3. Every close bracket has a corresponding open bracket of the same type.

***

## Examples 🌟

🔹 **Example 1:**

**Input:**

```plaintext
s = "()"
```

**Output:**

```plaintext
true
```

***

🔹 **Example 2:**

**Input:**

```plaintext
s = "()[]{}"
```

**Output:**

```plaintext
true
```

***

🔹 **Example 3:**

**Input:**

```plaintext
s = "(]"
```

**Output:**

```plaintext
false
```

***

## Constraints ⚙️

* `1 <= s.length <= 10^4`
* `s` consists of parentheses only `'()[]{}'`.

***

## Solution 💡

The problem can be solved using a stack:

1. Push opening brackets (`(`, `{`, `[`) onto the stack.
2. When encountering a closing bracket (`)`, `}`, `]`):
   * Check if the stack is not empty and if the top of the stack matches the closing bracket.

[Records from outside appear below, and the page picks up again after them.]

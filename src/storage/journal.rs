//! Task journal entry model.
//!
//! Every coordination action and its outcome is journaled. Insertion order is
//! the logical clock for resumption; entries are never mutated or deleted.

use serde::{Deserialize, Serialize};
use strum::{Display, EnumString};
use time::OffsetDateTime;
use uuid::Uuid;

/// The coordination action an entry records.
#[derive(
    Debug, Clone, Copy, PartialEq, Eq, Hash, Serialize, Deserialize, Display, EnumString,
)]
#[serde(rename_all = "snake_case")]
#[strum(serialize_all = "snake_case")]
pub enum TaskAction {
    /// Opportunity detection over fetched quotes.
    Detect,
    /// Simulated order placement advancing watching to entered.
    PlaceOrder,
    /// Periodic check of an entered position before expiry.
    Monitor,
    /// Terminal resolution at expiry.
    Resolve,
    /// Process resumption after a stop.
    Recover,
    /// One fetch attempt under the retry executor.
    FetchRetry,
}

/// Outcome of the action.
#[derive(
    Debug, Clone, Copy, PartialEq, Eq, Hash, Serialize, Deserialize, Display, EnumString,
)]
#[serde(rename_all = "lowercase")]
#[strum(serialize_all = "lowercase")]
pub enum TaskStatus {
    /// The action completed.
    Success,
    /// The action failed terminally for this cycle.
    Failure,
    /// One attempt failed; another will follow.
    Retry,
}

/// One append-only journal record.
#[derive(Debug, Clone, Serialize, Deserialize)]
pub struct TaskLogEntry {
    /// Unique entry id.
    pub id: Uuid,
    /// When the action ran.
    #[serde(with = "time::serde::rfc3339")]
    pub timestamp: OffsetDateTime,
    /// What ran.
    pub action: TaskAction,
    /// How it went.
    pub status: TaskStatus,
    /// Position id or category the action applied to.
    pub subject_id: String,
    /// Free-form context.
    pub detail: Option<String>,
    /// Error text, for failure/retry entries.
    pub error: Option<String>,
}

impl TaskLogEntry {
    /// New entry timestamped now.
    pub fn new(action: TaskAction, status: TaskStatus, subject_id: impl Into<String>) -> Self {
        Self {
            id: Uuid::new_v4(),
            timestamp: OffsetDateTime::now_utc(),
            action,
            status,
            subject_id: subject_id.into(),
            detail: None,
            error: None,
        }
    }

    /// Attach free-form context.
    pub fn with_detail(mut self, detail: impl Into<String>) -> Self {
        self.detail = Some(detail.into());
        self
    }

    /// Attach error text.
    pub fn with_error(mut self, error: impl Into<String>) -> Self {
        self.error = Some(error.into());
        self
    }
}
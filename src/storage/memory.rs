//! In-memory storage implementations on DashMap.
//!
//! Journal ordering uses a monotonic sequence counter as insertion order;
//! timestamps alone are not unique enough under concurrent appends.

use std::sync::atomic::{AtomicU64, Ordering};

use async_trait::async_trait;
use dashmap::DashMap;
use time::OffsetDateTime;
use uuid::Uuid;

use crate::error::PersistenceError;
use crate::market::MarketCategory;
use crate::performance::CategoryPerformance;
use crate::position::{Position, PositionKey, PositionState};

use super::journal::TaskLogEntry;
use super::repository::{PerformanceStore, PositionRepository, TaskJournal};

/// DashMap-backed position repository.
#[derive(Debug, Default)]
pub struct InMemoryPositionRepository {
    positions: DashMap<Uuid, Position>,
}

impl InMemoryPositionRepository {
    /// Empty repository.
    pub fn new() -> Self {
        Self::default()
    }

    /// Number of stored positions, any state.
    pub fn len(&self) -> usize {
        self.positions.len()
    }

    /// Whether no positions are stored.
    pub fn is_empty(&self) -> bool {
        self.positions.is_empty()
    }
}

#[async_trait]
impl PositionRepository for InMemoryPositionRepository {
    async fn upsert(&self, position: &Position) -> Result<(), PersistenceError> {
        self.positions.insert(position.id, position.clone());
        Ok(())
    }

    async fn get(&self, id: Uuid) -> Result<Option<Position>, PersistenceError> {
        Ok(self.positions.get(&id).map(|p| p.value().clone()))
    }

    async fn open_positions(&self) -> Result<Vec<Position>, PersistenceError> {
        Ok(self
            .positions
            .iter()
            .filter(|p| p.is_open())
            .map(|p| p.value().clone())
            .collect())
    }

    async fn expiring_before(
        &self,
        now: OffsetDateTime,
    ) -> Result<Vec<Position>, PersistenceError> {
        Ok(self
            .positions
            .iter()
            .filter(|p| p.state == PositionState::Entered && p.expires_at <= now)
            .map(|p| p.value().clone())
            .collect())
    }

    async fn find_open_by_key(
        &self,
        key: &PositionKey,
    ) -> Result<Option<Position>, PersistenceError> {
        // `p.key()` on the guard is DashMap's key accessor, not Position::key.
        Ok(self
            .positions
            .iter()
            .find(|p| p.value().is_open() && p.value().key() == *key)
            .map(|p| p.value().clone()))
    }
}

/// DashMap-backed append-only journal keyed by sequence number.
#[derive(Debug, Default)]
pub struct InMemoryJournal {
    entries: DashMap<u64, TaskLogEntry>,
    seq: AtomicU64,
}

impl InMemoryJournal {
    /// Empty journal.
    pub fn new() -> Self {
        Self::default()
    }

    /// Number of journaled entries.
    pub fn len(&self) -> usize {
        self.entries.len()
    }

    /// Whether the journal is empty.
    pub fn is_empty(&self) -> bool {
        self.entries.is_empty()
    }

    fn ordered(&self) -> Vec<(u64, TaskLogEntry)> {
        let mut all: Vec<(u64, TaskLogEntry)> = self
            .entries
            .iter()
            .map(|e| (*e.key(), e.value().clone()))
            .collect();
        all.sort_by_key(|(seq, _)| *seq);
        all
    }
}

#[async_trait]
impl TaskJournal for InMemoryJournal {
    async fn append(&self, entry: TaskLogEntry) -> Result<(), PersistenceError> {
        let seq = self.seq.fetch_add(1, Ordering::SeqCst);
        self.entries.insert(seq, entry);
        Ok(())
    }

    async fn replay_since(
        &self,
        since: Option<OffsetDateTime>,
    ) -> Result<Vec<TaskLogEntry>, PersistenceError> {
        Ok(self
            .ordered()
            .into_iter()
            .map(|(_, entry)| entry)
            .filter(|e| since.map_or(true, |s| e.timestamp >= s))
            .collect())
    }

    async fn recent(&self, limit: usize) -> Result<Vec<TaskLogEntry>, PersistenceError> {
        let mut all = self.ordered();
        all.reverse();
        Ok(all.into_iter().take(limit).map(|(_, e)| e).collect())
    }
}

/// DashMap-backed performance rows keyed by category.
#[derive(Debug, Default)]
pub struct InMemoryPerformanceStore {
    rows: DashMap<MarketCategory, CategoryPerformance>,
}

impl InMemoryPerformanceStore {
    /// Empty store.
    pub fn new() -> Self {
        Self::default()
    }
}

#[async_trait]
impl PerformanceStore for InMemoryPerformanceStore {
    async fn upsert(&self, row: &CategoryPerformance) -> Result<(), PersistenceError> {
        self.rows.insert(row.category, row.clone());
        Ok(())
    }

    async fn get(
        &self,
        category: MarketCategory,
    ) -> Result<Option<CategoryPerformance>, PersistenceError> {
        Ok(self.rows.get(&category).map(|r| r.value().clone()))
    }

    async fn all(&self) -> Result<Vec<CategoryPerformance>, PersistenceError> {
        Ok(self.rows.iter().map(|r| r.value().clone()).collect())
    }
}
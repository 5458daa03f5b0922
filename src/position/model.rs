//! Position model: a tracked arbitrage bet from detection to resolution.

use rust_decimal::Decimal;
use serde::{Deserialize, Serialize};
use strum::{Display, EnumString};
use time::OffsetDateTime;
use uuid::Uuid;

use crate::arbitrage::Opportunity;
use crate::market::{normalize_event_name, MarketCategory, Outcome, Venue};

/// Lifecycle state of a position. Transitions are monotonic: forward only,
/// never out of a terminal state.
#[derive(
    Debug, Clone, Copy, PartialEq, Eq, Hash, Serialize, Deserialize, Display, EnumString,
)]
#[serde(rename_all = "lowercase")]
#[strum(serialize_all = "lowercase")]
pub enum PositionState {
    /// Detected, orders not yet placed.
    Watching,
    /// Simulated orders placed; monitored until expiry.
    Entered,
    /// Resolved at expiry with no settlement signal; profit realized as
    /// targeted, by construction of the equal-payout stakes.
    Expired,
    /// Settlement confirmed a positive realized profit.
    Profitable,
    /// Settlement contradicted the expected payout (e.g. venue default).
    Loss,
}

impl PositionState {
    /// Whether this state admits no further transitions.
    pub fn is_terminal(&self) -> bool {
        matches!(
            self,
            PositionState::Expired | PositionState::Profitable | PositionState::Loss
        )
    }

    /// Whether the state machine permits moving from `self` to `next`.
    pub fn can_transition_to(&self, next: PositionState) -> bool {
        match (self, next) {
            (PositionState::Watching, PositionState::Entered) => true,
            (
                PositionState::Entered,
                PositionState::Expired | PositionState::Profitable | PositionState::Loss,
            ) => true,
            _ => false,
        }
    }
}

/// Identity of an open opportunity: one open position per triple at a time.
#[derive(Debug, Clone, PartialEq, Eq, Hash, Serialize, Deserialize)]
pub struct PositionKey {
    /// Normalized event name.
    pub event_name: String,
    /// First-leg venue.
    pub venue_a: Venue,
    /// Second-leg venue.
    pub venue_b: Venue,
}

/// A tracked arbitrage position spanning both venues.
#[derive(Debug, Clone, Serialize, Deserialize)]
pub struct Position {
    /// Unique id, generated at creation.
    pub id: Uuid,
    /// Event name as reported by the first leg.
    pub event_name: String,
    /// Category derived from the event name.
    pub category: MarketCategory,
    /// First-leg venue.
    pub venue_a: Venue,
    /// Second-leg venue.
    pub venue_b: Venue,
    /// First-leg outcome side.
    pub outcome_a: Outcome,
    /// Second-leg outcome side.
    pub outcome_b: Outcome,
    /// First-leg entry probability.
    pub price_a: Decimal,
    /// Second-leg entry probability.
    pub price_b: Decimal,
    /// First-leg stake.
    pub stake_a: Decimal,
    /// Second-leg stake.
    pub stake_b: Decimal,
    /// Guaranteed profit fraction computed at detection: `1 - price_a - price_b`.
    pub target_profit: Decimal,
    /// Current lifecycle state.
    pub state: PositionState,
    /// Creation time.
    #[serde(with = "time::serde::rfc3339")]
    pub created_at: OffsetDateTime,
    /// Last monitor-scan time.
    #[serde(with = "time::serde::rfc3339")]
    pub last_checked_at: OffsetDateTime,
    /// When the underlying markets settle.
    #[serde(with = "time::serde::rfc3339")]
    pub expires_at: OffsetDateTime,
    /// Realized profit fraction; set at resolution.
    pub actual_profit: Option<Decimal>,
    /// Resolution time; set once, on entering a terminal state.
    #[serde(with = "time::serde::rfc3339::option")]
    pub resolved_at: Option<OffsetDateTime>,
}

impl Position {
    /// Build a `watching` position from a detected opportunity. When neither
    /// venue reports an expiry, `default_expiry_days` applies.
    pub fn from_opportunity(
        opportunity: &Opportunity,
        now: OffsetDateTime,
        default_expiry_days: i64,
    ) -> Self {
        let expires_at = opportunity
            .expires_at
            .unwrap_or(now + time::Duration::days(default_expiry_days));

        Self {
            id: Uuid::new_v4(),
            event_name: opportunity.event_name.clone(),
            category: opportunity.category,
            venue_a: opportunity.quote_a.venue,
            venue_b: opportunity.quote_b.venue,
            outcome_a: opportunity.quote_a.outcome,
            outcome_b: opportunity.quote_b.outcome,
            price_a: opportunity.quote_a.probability,
            price_b: opportunity.quote_b.probability,
            stake_a: opportunity.stake_a,
            stake_b: opportunity.stake_b,
            target_profit: opportunity.profit_fraction,
            state: PositionState::Watching,
            created_at: now,
            last_checked_at: now,
            expires_at,
            actual_profit: None,
            resolved_at: None,
        }
    }

    /// Identity triple for duplicate-open suppression.
    pub fn key(&self) -> PositionKey {
        PositionKey {
            event_name: normalize_event_name(&self.event_name),
            venue_a: self.venue_a,
            venue_b: self.venue_b,
        }
    }

    /// Whether the position is still in a non-terminal state.
    pub fn is_open(&self) -> bool {
        !self.state.is_terminal()
    }

    /// Whole days between creation and the last check. Derived, never stored.
    pub fn days_held(&self) -> i64 {
        (self.last_checked_at - self.created_at).whole_days()
    }

    /// Whether the position is due for resolution.
    pub fn is_expired(&self, now: OffsetDateTime) -> bool {
        now >= self.expires_at
    }
}

#[cfg(test)]
mod tests {
    use super::*;
    use crate::market::Quote;
    use rust_decimal_macros::dec;
    use time::Duration;

    fn opportunity() -> Opportunity {
        let now = OffsetDateTime::now_utc();
        let quote = |venue, outcome, probability| Quote {
            venue,
            market_id: "m".to_string(),
            event_name: "Will Bitcoin reach $150k by end of 2026?".to_string(),
            outcome,
            probability,
            expires_at: None,
            observed_at: now,
        };
        Opportunity {
            event_name: "Will Bitcoin reach $150k by end of 2026?".to_string(),
            category: MarketCategory::Crypto,
            quote_a: quote(Venue::Polymarket, Outcome::Yes, dec!(0.45)),
            quote_b: quote(Venue::Kalshi, Outcome::No, dec!(0.52)),
            stake_a: dec!(46.39),
            stake_b: dec!(53.61),
            profit_fraction: dec!(0.03),
            expires_at: None,
        }
    }

    #[test]
    fn transitions_are_monotonic() {
        use PositionState::*;

        assert!(Watching.can_transition_to(Entered));
        assert!(Entered.can_transition_to(Expired));
        assert!(Entered.can_transition_to(Profitable));
        assert!(Entered.can_transition_to(Loss));

        assert!(!Entered.can_transition_to(Watching));
        assert!(!Watching.can_transition_to(Expired));
        assert!(!Expired.can_transition_to(Entered));
        assert!(!Profitable.can_transition_to(Loss));
    }

    #[test]
    fn terminal_states() {
        assert!(!PositionState::Watching.is_terminal());
        assert!(!PositionState::Entered.is_terminal());
        assert!(PositionState::Expired.is_terminal());
        assert!(PositionState::Profitable.is_terminal());
        assert!(PositionState::Loss.is_terminal());
    }

    #[test]
    fn from_opportunity_starts_watching_with_default_expiry() {
        let now = OffsetDateTime::now_utc();
        let position = Position::from_opportunity(&opportunity(), now, 30);

        assert_eq!(position.state, PositionState::Watching);
        assert_eq!(position.target_profit, dec!(0.03));
        assert_eq!(position.expires_at, now + Duration::days(30));
        assert!(position.actual_profit.is_none());
        assert!(position.is_open());
    }

    #[test]
    fn days_held_derived_from_timestamps() {
        let now = OffsetDateTime::now_utc();
        let mut position = Position::from_opportunity(&opportunity(), now, 30);
        assert_eq!(position.days_held(), 0);

        position.last_checked_at = now + Duration::days(3) + Duration::hours(5);
        assert_eq!(position.days_held(), 3);
    }

    #[test]
    fn key_normalizes_event_name() {
        let now = OffsetDateTime::now_utc();
        let position = Position::from_opportunity(&opportunity(), now, 30);
        assert_eq!(
            position.key().event_name,
            "will bitcoin reach $150k by end of 2026?"
        );
    }
}
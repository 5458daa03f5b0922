//! The price source capability: "fetch current quotes for venue V".

use async_trait::async_trait;

use crate::error::FetchError;

use super::types::{MarketCategory, Quote, Venue};

/// Capability to fetch current quotes from one venue. The coordinator
/// depends only on this trait; live venue clients and the synthetic
/// fault-injecting source all implement it.
#[async_trait]
pub trait PriceSource: Send + Sync {
    /// Venue this source fetches from.
    fn venue(&self) -> Venue;

    /// Fetch current quotes for a category. May fail transiently; the
    /// retry executor wraps every call.
    async fn fetch(&self, category: MarketCategory) -> Result<Vec<Quote>, FetchError>;
}
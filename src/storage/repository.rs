//! Storage capability traits.
//!
//! The coordination core treats durable storage as three opaque collaborators:
//! a key-indexed position repository, an append-only task journal, and a
//! per-category performance store. In-memory implementations live in
//! [`super::memory`]; a document database would slot in behind the same traits.

use async_trait::async_trait;
use time::OffsetDateTime;
use uuid::Uuid;

use crate::error::PersistenceError;
use crate::market::MarketCategory;
use crate::performance::CategoryPerformance;
use crate::position::{Position, PositionKey};

use super::journal::TaskLogEntry;

/// Key-indexed document store for positions.
#[async_trait]
pub trait PositionRepository: Send + Sync {
    /// Insert or replace a position by id.
    async fn upsert(&self, position: &Position) -> Result<(), PersistenceError>;

    /// Point read by id.
    async fn get(&self, id: Uuid) -> Result<Option<Position>, PersistenceError>;

    /// All non-terminal positions.
    async fn open_positions(&self) -> Result<Vec<Position>, PersistenceError>;

    /// Entered positions with `expires_at <= now`.
    async fn expiring_before(
        &self,
        now: OffsetDateTime,
    ) -> Result<Vec<Position>, PersistenceError>;

    /// The open position for an identity triple, if one exists. Used for
    /// duplicate-open suppression.
    async fn find_open_by_key(
        &self,
        key: &PositionKey,
    ) -> Result<Option<Position>, PersistenceError>;
}

/// Append-only journal with ordered range reads.
#[async_trait]
pub trait TaskJournal: Send + Sync {
    /// Append one entry. Never mutates prior entries.
    async fn append(&self, entry: TaskLogEntry) -> Result<(), PersistenceError>;

    /// Entries at or after `since` (all entries when `None`), in insertion
    /// order. Consumed by the resumption routine.
    async fn replay_since(
        &self,
        since: Option<OffsetDateTime>,
    ) -> Result<Vec<TaskLogEntry>, PersistenceError>;

    /// The newest `limit` entries, most recent first. Dashboard reads.
    async fn recent(&self, limit: usize) -> Result<Vec<TaskLogEntry>, PersistenceError>;
}

/// Per-category performance rows, one per category, updated in place.
#[async_trait]
pub trait PerformanceStore: Send + Sync {
    /// Insert or replace the row for the entry's category.
    async fn upsert(&self, row: &CategoryPerformance) -> Result<(), PersistenceError>;

    /// Read one category's row.
    async fn get(
        &self,
        category: MarketCategory,
    ) -> Result<Option<CategoryPerformance>, PersistenceError>;

    /// All rows.
    async fn all(&self) -> Result<Vec<CategoryPerformance>, PersistenceError>;
}
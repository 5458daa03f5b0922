//! Adaptive per-category polling cadence.
//!
//! Categories that resolve profitably more than half the time get polled at
//! twice the base cadence; categories under a 30% success rate drop to half.
//! Recomputation is idempotent: the interval is a pure function of the
//! success rate, clamped into the configured bounds. The coordinator is the
//! only writer; everything else reads.

use dashmap::DashMap;
use rust_decimal::Decimal;
use serde::Serialize;
use time::OffsetDateTime;
use tracing::debug;

use crate::market::MarketCategory;

const FAST_THRESHOLD: Decimal = Decimal::from_parts(5, 0, 0, false, 1); // 0.5
const SLOW_THRESHOLD: Decimal = Decimal::from_parts(3, 0, 0, false, 1); // 0.3

/// Polling state for one category.
#[derive(Debug, Clone, Copy, Serialize)]
pub struct CategoryCadence {
    /// When the category was last polled, if ever.
    #[serde(with = "time::serde::rfc3339::option")]
    pub last_polled_at: Option<OffsetDateTime>,
    /// Current poll interval in seconds.
    pub poll_interval_secs: u64,
}

/// Converts per-category success rates into poll intervals and tracks when
/// each category is next due.
pub struct AdaptiveScheduler {
    base_secs: u64,
    min_secs: u64,
    max_secs: u64,
    cadences: DashMap<MarketCategory, CategoryCadence>,
}

impl AdaptiveScheduler {
    /// New scheduler with base and clamp bounds, all in seconds.
    pub fn new(base_secs: u64, min_secs: u64, max_secs: u64) -> Self {
        Self {
            base_secs,
            min_secs,
            max_secs,
            cadences: DashMap::new(),
        }
    }

    /// Pure interval computation from a success-rate fraction.
    pub fn compute_interval(&self, success_rate: Decimal) -> u64 {
        let interval = if success_rate > FAST_THRESHOLD {
            self.base_secs / 2
        } else if success_rate >= SLOW_THRESHOLD {
            self.base_secs
        } else {
            self.base_secs * 2
        };
        interval.clamp(self.min_secs, self.max_secs)
    }

    /// Recompute and store a category's interval. Idempotent for an
    /// unchanged success rate.
    pub fn recompute(&self, category: MarketCategory, success_rate: Decimal) -> u64 {
        let interval = self.compute_interval(success_rate);
        let mut cadence = self.cadences.entry(category).or_insert(CategoryCadence {
            last_polled_at: None,
            poll_interval_secs: self.base_secs,
        });
        if cadence.poll_interval_secs != interval {
            debug!(
                category = %category,
                success_rate = %success_rate,
                from = cadence.poll_interval_secs,
                to = interval,
                "Poll interval adjusted"
            );
            cadence.poll_interval_secs = interval;
        }
        interval
    }

    /// Whether a category is due for a poll. Never-polled categories are
    /// always due.
    pub fn is_due(&self, category: MarketCategory, now: OffsetDateTime) -> bool {
        match self.cadences.get(&category) {
            Some(cadence) => match cadence.last_polled_at {
                Some(last) => {
                    last + time::Duration::seconds(cadence.poll_interval_secs as i64) <= now
                }
                None => true,
            },
            None => true,
        }
    }

    /// Record that a category was polled now.
    pub fn mark_polled(&self, category: MarketCategory, now: OffsetDateTime) {
        let mut cadence = self.cadences.entry(category).or_insert(CategoryCadence {
            last_polled_at: None,
            poll_interval_secs: self.base_secs,
        });
        cadence.last_polled_at = Some(now);
    }

    /// Restore a category's last-poll time, used by resumption.
    pub fn restore(&self, category: MarketCategory, last_polled_at: OffsetDateTime) {
        self.mark_polled(category, last_polled_at);
    }

    /// Current cadence for a category, if it has ever been touched.
    pub fn cadence(&self, category: MarketCategory) -> Option<CategoryCadence> {
        self.cadences.get(&category).map(|c| *c)
    }
}

#[cfg(test)]
mod tests {
    use super::*;
    use rust_decimal_macros::dec;
    use time::Duration;

    fn scheduler() -> AdaptiveScheduler {
        AdaptiveScheduler::new(60, 30, 240)
    }

    #[test]
    fn thresholds_map_to_intervals() {
        let s = scheduler();
        assert_eq!(s.compute_interval(dec!(0.71)), 30);
        assert_eq!(s.compute_interval(dec!(0.5)), 60);
        assert_eq!(s.compute_interval(dec!(0.4)), 60);
        assert_eq!(s.compute_interval(dec!(0.3)), 60);
        assert_eq!(s.compute_interval(dec!(0.2)), 120);
    }

    #[test]
    fn intervals_clamp_to_bounds() {
        let s = AdaptiveScheduler::new(50, 40, 80);
        // base/2 = 25 clamps up to 40; base*2 = 100 clamps down to 80.
        assert_eq!(s.compute_interval(dec!(0.9)), 40);
        assert_eq!(s.compute_interval(dec!(0.1)), 80);
    }

    #[test]
    fn recompute_is_idempotent() {
        let s = scheduler();
        let first = s.recompute(MarketCategory::Crypto, dec!(0.6));
        let second = s.recompute(MarketCategory::Crypto, dec!(0.6));
        assert_eq!(first, second);
        assert_eq!(
            s.cadence(MarketCategory::Crypto).unwrap().poll_interval_secs,
            30
        );
    }

    #[test]
    fn due_when_never_polled_and_after_interval() {
        let s = scheduler();
        let now = OffsetDateTime::now_utc();

        assert!(s.is_due(MarketCategory::Sports, now));

        s.mark_polled(MarketCategory::Sports, now);
        assert!(!s.is_due(MarketCategory::Sports, now + Duration::seconds(59)));
        assert!(s.is_due(MarketCategory::Sports, now + Duration::seconds(60)));
    }

    #[test]
    fn restore_reinstates_last_poll_time() {
        let s = scheduler();
        let now = OffsetDateTime::now_utc();

        s.restore(MarketCategory::Politics, now - Duration::seconds(10));
        assert!(!s.is_due(MarketCategory::Politics, now));
        assert!(s.is_due(MarketCategory::Politics, now + Duration::seconds(51)));
    }
}
//! Durable storage collaborators: positions, task journal, performance rows.

pub mod journal;
pub mod memory;
pub mod repository;

pub use journal::{TaskAction, TaskLogEntry, TaskStatus};
pub use memory::{InMemoryJournal, InMemoryPerformanceStore, InMemoryPositionRepository};
pub use repository::{PerformanceStore, PositionRepository, TaskJournal};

If it matches, pop the stack.
   * Otherwise, the string is invalid.
3. At the end, the stack must be empty for the string to be valid.

***

### Java Solution

```java
import java.util.Stack;

class Solution {
    public boolean isValid(String s) {
        Stack<Character> stack = new Stack<>();

        // Step 1: Iterate through the characters of the string
        for (char c : s.toCharArray()) {
            // Step 2: Push opening brackets onto the stack
            if (c == '(' || c == '{' || c == '[') {
                stack.push(c);
            }
            // Step 3: Check for matching closing brackets
            else {
                if (stack.isEmpty()) return false;
                char top = stack.pop();
                if ((c == ')' && top != '(') ||
                    (c == '}' && top != '{') ||
                    (c == ']' && top != '[')) {
                    return false;
                }
            }
        }

        // Step 4: Ensure the stack is empty
        return stack.isEmpty();
    }
}
```

***

## Explanation of the Solution

1. **Stack Usage**:
   * A stack is used to track unmatched opening brackets.
   * Opening brackets are pushed onto the stack, and closing brackets attempt to match the top of the stack.
2. **Validation**:
   * If the stack is empty before encountering a closing bracket or the top of the stack doesn't match the closing bracket, the string is invalid.
3. **Final Check**:
   * At the end of the traversal, the stack should be empty for the string to be valid.

***

## Time Complexity ⏳

* **O(n)**: Each character is processed once, and stack operations (push/pop) are O(1).

## Space Complexity 💾

* **O(n)**: In the worst case, all characters could be pushed onto the stack (e.g., all opening brackets).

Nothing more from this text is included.